THE PREFERENCE PRIORITY OF Bacillus subtilis IN UPTAKING FREE DNA DURING THE NATURAL TRANSFORMATION

Genetik materyal nesiller arasında genellikle eşeyli veya eşeysiz üreme yoluyla dikey olarak aktarılsa da, akraba olmayan organizmaların bazı kromozom ve gen kısımlarındaki büyük benzerlikler, başka bir aktarım yolu olabileceğini gösterir. Farklı organizmalar arasında genetik bilginin hareketliliği olarak bilinen yatay gen transferi (YGT), alıcı konak üzerinde ani veya gecikmeli etkilere sahiptir. YGT'nin en dikkate değer mekanizmalarından biri, hücrelerin hücre dışı ortamdan serbest DNA aldığı ve homolog rekombinasyon yoluyla kromozomlarına dâhil ettiği bir süreç olan doğal transformasyondur (DT). DT, direnç genlerinin yayılmasını teşvik edebildiği için birçok bakteri türünde yaygın olarak korunur. Birçok organizmanın YGT gerçekleştirdiği bilinmesine rağmen, organizmaların yatay olarak aktarılan genetik materyale nasıl karar verdiği hakkındaki bilgi sınırlıdır.Burada, DT yeteneğine sahip Bacillus subtilis'in belirli stres koşulları altında sunulan farklı gen kaynakları arasından seçim önceliğini araştırdım. Bunu test etmek için, aynı uzunlukta fakat farklı dizi içeriğine sahip iki DNA örneği (E ve C), farklı stres ortamları (BK, BC, BE ve BCE) altında B. subtilis'e sunuldu. Hipotez, DT sonrasında seçici plakalar (pE, pC ve pCE) üzerinde oluşan kolonilerin analiz sonuçlarına göre değerlendirildi.Elde edilen veriler, DT sırasında bakterilerin bir uyarıcıya bağlı olarak tercih önceliğine sahip olduğuna dair güçlü bir pozitif korelasyon sunmuştur.
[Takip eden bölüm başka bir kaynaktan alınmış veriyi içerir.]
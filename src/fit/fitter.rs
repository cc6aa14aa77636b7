//! Fit every requested model to one size distribution.
//!
//! A model that cannot be fitted (too few usable points, degenerate slope) is
//! recorded in `skipped` with its reason; the run only fails when nothing fits.

use tracing::{info, warn};

use crate::domain::{FittedParams, ModelKind, ModelSpec, SizeDistribution};
use crate::error::AppError;
use crate::models::model_for;

/// Output of fitting all requested models.
#[derive(Debug, Clone)]
pub struct ModelFits {
    pub fits: Vec<FittedParams>,
    /// Models that could not be fitted and why (for diagnostics).
    pub skipped: Vec<(ModelKind, String)>,
}

impl ModelFits {
    pub fn get(&self, kind: ModelKind) -> Option<&FittedParams> {
        self.fits.iter().find(|p| p.kind() == kind)
    }
}

pub fn fit_models(dist: &SizeDistribution, spec: ModelSpec) -> Result<ModelFits, AppError> {
    let sizes = dist.sizes();
    let passing = dist.passing();

    let mut fits = Vec::new();
    let mut skipped = Vec::new();

    for kind in spec.kinds() {
        let mut model = model_for(kind);
        match model.fit(&sizes, &passing) {
            Ok(params) => {
                let (scale, shape) = params.scale_shape();
                info!(model = kind.display_name(), scale, shape, "model fitted");
                fits.push(params);
            }
            Err(err) => {
                warn!(model = kind.display_name(), %err, "model skipped");
                skipped.push((kind, err.to_string()));
            }
        }
    }

    if fits.is_empty() {
        let reasons: Vec<String> = skipped
            .iter()
            .map(|(kind, reason)| format!("{}: {reason}", kind.display_name()))
            .collect();
        return Err(AppError::new(
            3,
            format!("No model could be fitted. {}", reasons.join("; ")),
        ));
    }

    Ok(ModelFits { fits, skipped })
}
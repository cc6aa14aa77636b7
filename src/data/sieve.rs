//! Sieve analysis: from retained masses to a cumulative passing distribution.

use crate::domain::{SieveObservation, SizeDistribution, SizeFraction};
use crate::error::AnalysisError;

/// Built-in demo sieve stack (µm, retained mass).
pub const DEMO_SIEVE: [(f64, f64); 5] = [
    (1000.0, 10.0),
    (500.0, 20.0),
    (250.0, 30.0),
    (125.0, 25.0),
    (63.0, 15.0),
];

pub fn demo_observations() -> Vec<SieveObservation> {
    DEMO_SIEVE
        .iter()
        .map(|&(sieve_size, weight_retained)| SieveObservation {
            sieve_size,
            weight_retained,
        })
        .collect()
}

impl SizeDistribution {
    /// Derive percent retained and cumulative passing for each sieve.
    ///
    /// Sieves are sorted coarsest first; cumulative passing at a sieve is the
    /// share of the total mass retained on every finer sieve, so the finest
    /// sieve always reads 0%.
    pub fn from_observations(observations: &[SieveObservation]) -> Result<Self, AnalysisError> {
        if observations.is_empty() {
            return Err(AnalysisError::InvalidSample("no sieve readings".to_string()));
        }
        for obs in observations {
            if !(obs.sieve_size.is_finite() && obs.sieve_size > 0.0) {
                return Err(AnalysisError::InvalidSample(format!(
                    "sieve size must be positive, got {}",
                    obs.sieve_size
                )));
            }
            if !(obs.weight_retained.is_finite() && obs.weight_retained >= 0.0) {
                return Err(AnalysisError::InvalidSample(format!(
                    "retained weight on {} must be non-negative, got {}",
                    obs.sieve_size, obs.weight_retained
                )));
            }
        }

        let mut sorted = observations.to_vec();
        sorted.sort_by(|a, b| b.sieve_size.total_cmp(&a.sieve_size));

        if let Some(w) = sorted.windows(2).find(|w| w[0].sieve_size == w[1].sieve_size) {
            return Err(AnalysisError::InvalidSample(format!(
                "duplicate sieve size {}",
                w[0].sieve_size
            )));
        }

        let total_weight: f64 = sorted.iter().map(|o| o.weight_retained).sum();
        if total_weight <= 0.0 {
            return Err(AnalysisError::InvalidSample("total retained weight is zero".to_string()));
        }

        // Passing is the mass on finer sieves, summed from the bottom up so the
        // finest sieve reads exactly 0 rather than a rounding residue of 100 - Σ.
        let mut finer = vec![0.0; sorted.len()];
        for i in (0..sorted.len().saturating_sub(1)).rev() {
            finer[i] = finer[i + 1] + sorted[i + 1].weight_retained;
        }

        let fractions = sorted
            .iter()
            .zip(&finer)
            .map(|(obs, &finer_weight)| SizeFraction {
                sieve_size: obs.sieve_size,
                weight_retained: obs.weight_retained,
                percent_retained: 100.0 * obs.weight_retained / total_weight,
                cumulative_passing: (100.0 * finer_weight / total_weight).clamp(0.0, 100.0),
            })
            .collect();

        Ok(Self {
            fractions,
            total_weight,
        })
    }
}
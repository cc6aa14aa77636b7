//! SVG chart of the size distribution, written next to the report.
//!
//! Log-size x axis (plotted as `log10(size)` with tick labels formatted back
//! to micrometres), cumulative passing on y. Observed sieve points are drawn as
//! circles, each fitted model as a line.

use std::path::Path;

use plotters::prelude::*;

use crate::domain::{FittedParams, ModelKind, SizeDistribution};
use crate::error::AppError;
use crate::models::predict_passing;

const CHART_SIZE: (u32, u32) = (800, 500);
const CURVE_SAMPLES: usize = 200;

/// Render the chart to an SVG file.
pub fn write_svg_chart(path: &Path, dist: &SizeDistribution, fits: &[FittedParams]) -> Result<(), AppError> {
    draw_chart(path, dist, fits)
        .map_err(|e| AppError::new(2, format!("Failed to draw chart '{}': {e}", path.display())))
}

fn draw_chart(
    path: &Path,
    dist: &SizeDistribution,
    fits: &[FittedParams],
) -> Result<(), Box<dyn std::error::Error>> {
    let (x0, x1) = log_bounds(dist);

    let root = SVGBackend::new(path, CHART_SIZE).into_drawing_area();
    root.fill(&WHITE)?;

    let mut chart = ChartBuilder::on(&root)
        .caption("Particle size distribution", ("sans-serif", 20))
        .margin(15)
        .set_label_area_size(LabelAreaPosition::Left, 50)
        .set_label_area_size(LabelAreaPosition::Bottom, 40)
        .build_cartesian_2d(x0..x1, 0.0..100.0)?;

    chart
        .configure_mesh()
        .x_desc("Sieve size (um)")
        .y_desc("Cumulative passing (%)")
        .x_labels(6)
        .y_labels(6)
        .x_label_formatter(&|v| format!("{:.0}", 10f64.powf(*v)))
        .y_label_formatter(&|v| format!("{v:.0}"))
        .draw()?;

    for params in fits {
        let color = curve_color(params.kind());
        let curve = (0..CURVE_SAMPLES).filter_map(|i| {
            let u = i as f64 / (CURVE_SAMPLES as f64 - 1.0);
            let lx = x0 + u * (x1 - x0);
            let y = predict_passing(params, 10f64.powf(lx));
            (y.is_finite() && (0.0..=100.0).contains(&y)).then_some((lx, y))
        });
        chart
            .draw_series(LineSeries::new(curve, color.stroke_width(2)))?
            .label(params.kind().display_name())
            .legend(move |(x, y)| PathElement::new(vec![(x, y), (x + 20, y)], color.stroke_width(2)));
    }

    chart.draw_series(
        dist.fractions
            .iter()
            .map(|f| Circle::new((f.sieve_size.log10(), f.cumulative_passing), 4, BLACK.filled())),
    )?;

    chart
        .configure_series_labels()
        .border_style(BLACK)
        .background_style(WHITE.mix(0.8))
        .draw()?;

    root.present()?;
    Ok(())
}

fn curve_color(kind: ModelKind) -> RGBColor {
    match kind {
        ModelKind::GaudinSchuhmann => RGBColor(31, 119, 180),
        ModelKind::RosinRammler => RGBColor(214, 39, 40),
    }
}

/// Padded `log10(size)` bounds covering every sieve.
fn log_bounds(dist: &SizeDistribution) -> (f64, f64) {
    let logs = dist.fractions.iter().map(|f| f.sieve_size.log10());
    let min = logs.clone().fold(f64::INFINITY, f64::min);
    let max = logs.fold(f64::NEG_INFINITY, f64::max);
    if !(min.is_finite() && max.is_finite()) || max <= min {
        return (0.0, 4.0);
    }
    let pad = 0.05 * (max - min);
    (min - pad, max + pad)
}

#[cfg(test)]
mod tests {
    use super::*;
    use crate::data::demo_observations;

    #[test]
    fn chart_is_written_as_svg() {
        let dir = tempfile::tempdir().unwrap();
        let path = dir.path().join("chart.svg");
        let dist = SizeDistribution::from_observations(&demo_observations()).unwrap();
        let fits = [
            FittedParams::GaudinSchuhmann { k: 1100.0, m: 0.9 },
            FittedParams::RosinRammler { d_char: 450.0, n: 1.2 },
        ];

        write_svg_chart(&path, &dist, &fits).unwrap();

        let svg = std::fs::read_to_string(&path).unwrap();
        assert!(svg.starts_with("<svg"));
        assert!(svg.contains("Rosin-Rammler"));
    }

    #[test]
    fn bounds_are_padded_around_sieves() {
        let dist = SizeDistribution::from_observations(&demo_observations()).unwrap();
        let (lo, hi) = log_bounds(&dist);
        assert!(lo < 63f64.log10());
        assert!(hi > 3.0);
    }
}
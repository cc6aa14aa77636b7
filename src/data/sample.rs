//! Synthetic sieve data generation from a known distribution model.
//!
//! Sieves follow a √2 series down from `top_size`. The mass retained on each
//! sieve is the model's passing drop across it; material finer than the last
//! sieve is added to that sieve (no separate pan), so the finest reading always
//! shows 0% passing.
//!
//! Noise is multiplicative and log-normal per retained mass, mean-corrected so
//! `E[mass]` is unbiased.

use rand::prelude::*;
use rand::rngs::StdRng;
use rand_distr::Normal;

use crate::domain::{FittedParams, ModelKind, SampleConfig, SieveObservation};
use crate::error::AppError;
use crate::models::predict_passing;

/// Ratio between consecutive sieve apertures.
const SIEVE_RATIO: f64 = std::f64::consts::SQRT_2;

pub fn generate_sample(config: &SampleConfig) -> Result<Vec<SieveObservation>, AppError> {
    validate(config)?;

    let params = match config.model {
        ModelKind::GaudinSchuhmann => FittedParams::GaudinSchuhmann {
            k: config.size_param,
            m: config.shape_param,
        },
        ModelKind::RosinRammler => FittedParams::RosinRammler {
            d_char: config.size_param,
            n: config.shape_param,
        },
    };

    let mut rng = StdRng::seed_from_u64(config.seed);
    let normal = Normal::new(0.0, 1.0)
        .map_err(|e| AppError::new(4, format!("Noise distribution error: {e}")))?;
    let mean_correction = 0.5 * config.noise * config.noise;

    let sizes = sieve_series(config.top_size, config.sieve_count);
    let mut observations = Vec::with_capacity(sizes.len());
    let mut passing_above = 100.0;

    for (i, &size) in sizes.iter().enumerate() {
        let is_last = i + 1 == sizes.len();
        let passing = if is_last {
            0.0
        } else {
            predict_passing(&params, size).clamp(0.0, passing_above)
        };

        let exact = config.total_mass * (passing_above - passing) / 100.0;
        let weight_retained = if config.noise > 0.0 {
            let z: f64 = normal.sample(&mut rng);
            exact * (config.noise * z - mean_correction).exp()
        } else {
            exact
        };

        observations.push(SieveObservation {
            sieve_size: size,
            weight_retained,
        });
        passing_above = passing;
    }

    Ok(observations)
}

/// `count` apertures from `top` down, each `√2` finer than the last.
pub fn sieve_series(top: f64, count: usize) -> Vec<f64> {
    (0..count).map(|i| top / SIEVE_RATIO.powi(i as i32)).collect()
}

fn validate(config: &SampleConfig) -> Result<(), AppError> {
    if !(config.size_param.is_finite() && config.size_param > 0.0) {
        return Err(AppError::new(2, "Size parameter must be finite and > 0."));
    }
    if !(config.shape_param.is_finite() && config.shape_param > 0.0) {
        return Err(AppError::new(2, "Shape parameter must be finite and > 0."));
    }
    if !(config.top_size.is_finite() && config.top_size > 0.0) {
        return Err(AppError::new(2, "Top sieve size must be finite and > 0."));
    }
    if config.sieve_count < 2 {
        return Err(AppError::new(2, "At least 2 sieves are required."));
    }
    if !(config.total_mass.is_finite() && config.total_mass > 0.0) {
        return Err(AppError::new(2, "Sample mass must be finite and > 0."));
    }
    if !(config.noise.is_finite() && config.noise >= 0.0) {
        return Err(AppError::new(2, "Noise must be finite and >= 0."));
    }
    Ok(())
}
//! Bond comminution energy.
//!
//! Bond's third theory relates specific energy to the change in 80% passing size:
//!
//! ```text
//! W = Wi · (10/√P80 - 10/√F80)
//! ```
//!
//! with `W` and `Wi` in kWh/t and sizes in micrometres.
//!
//! `calculate_bond_work_index` requires size reduction (`F80 > P80`) while
//! `calculate_energy_required` only requires positive sizes. The asymmetry is
//! kept as-is: an inverted pair in the forward direction yields a negative
//! energy rather than an error.

use tracing::debug;

use crate::error::AnalysisError;

/// Bond size term `10/√P80 - 10/√F80`.
fn bond_term(f80: f64, p80: f64) -> f64 {
    10.0 / p80.sqrt() - 10.0 / f80.sqrt()
}

fn ensure_positive_sizes(f80: f64, p80: f64) -> Result<(), AnalysisError> {
    if !(f80 > 0.0 && p80 > 0.0) {
        return Err(AnalysisError::InvalidSize {
            f80,
            p80,
            reason: "F80 and P80 must be positive",
        });
    }
    Ok(())
}

/// Back-calculate the operating Bond Work Index (kWh/t) from measured energy.
///
/// `throughput` (t/h) does not enter the formula; it is accepted so callers can
/// pass operating data through unchanged.
pub fn calculate_bond_work_index(
    energy_consumption: f64,
    throughput: f64,
    f80: f64,
    p80: f64,
) -> Result<f64, AnalysisError> {
    ensure_positive_sizes(f80, p80)?;
    if f80 <= p80 {
        return Err(AnalysisError::InvalidSize {
            f80,
            p80,
            reason: "feed F80 must be larger than product P80 for size reduction",
        });
    }

    let wi = energy_consumption / bond_term(f80, p80);
    debug!(energy_consumption, throughput, f80, p80, wi, "bond work index");
    Ok(wi)
}

/// Specific energy (kWh/t) needed to grind from `f80` to `p80`.
pub fn calculate_energy_required(wi: f64, f80: f64, p80: f64) -> Result<f64, AnalysisError> {
    ensure_positive_sizes(f80, p80)?;
    Ok(wi * bond_term(f80, p80))
}

/// Mill power draw (kW) for a specific energy (kWh/t) at a throughput (t/h).
pub fn calculate_mill_power(specific_energy: f64, throughput: f64) -> f64 {
    specific_energy * throughput
}
//! Fitting orchestration over the distribution models.

pub mod fitter;

pub use fitter::*;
Bakterilerin belirli bir ortamda yararlı DNA parçalarını alma eğilimi gösterdiği söylenebilir, örneğin, dönüştürme ortamı bir indükleyici olarak erythromycin (Eryt) içerdiğinde kolonilerin çoğunluğu pC ve pCE yerine pE plakaları üzerinde büyümüştür. Veriler, bakterilerin DT sırasında serbest DNA'ları almak için bir tercih önceliğine sahip olduğu iddiasıyla önemli ölçüde örtüşse de, verileri güçlü bir şekilde desteklemek ve fenomeni doğru bir şekilde anlamak için daha fazla araştırmaya ihtiyaç vardır.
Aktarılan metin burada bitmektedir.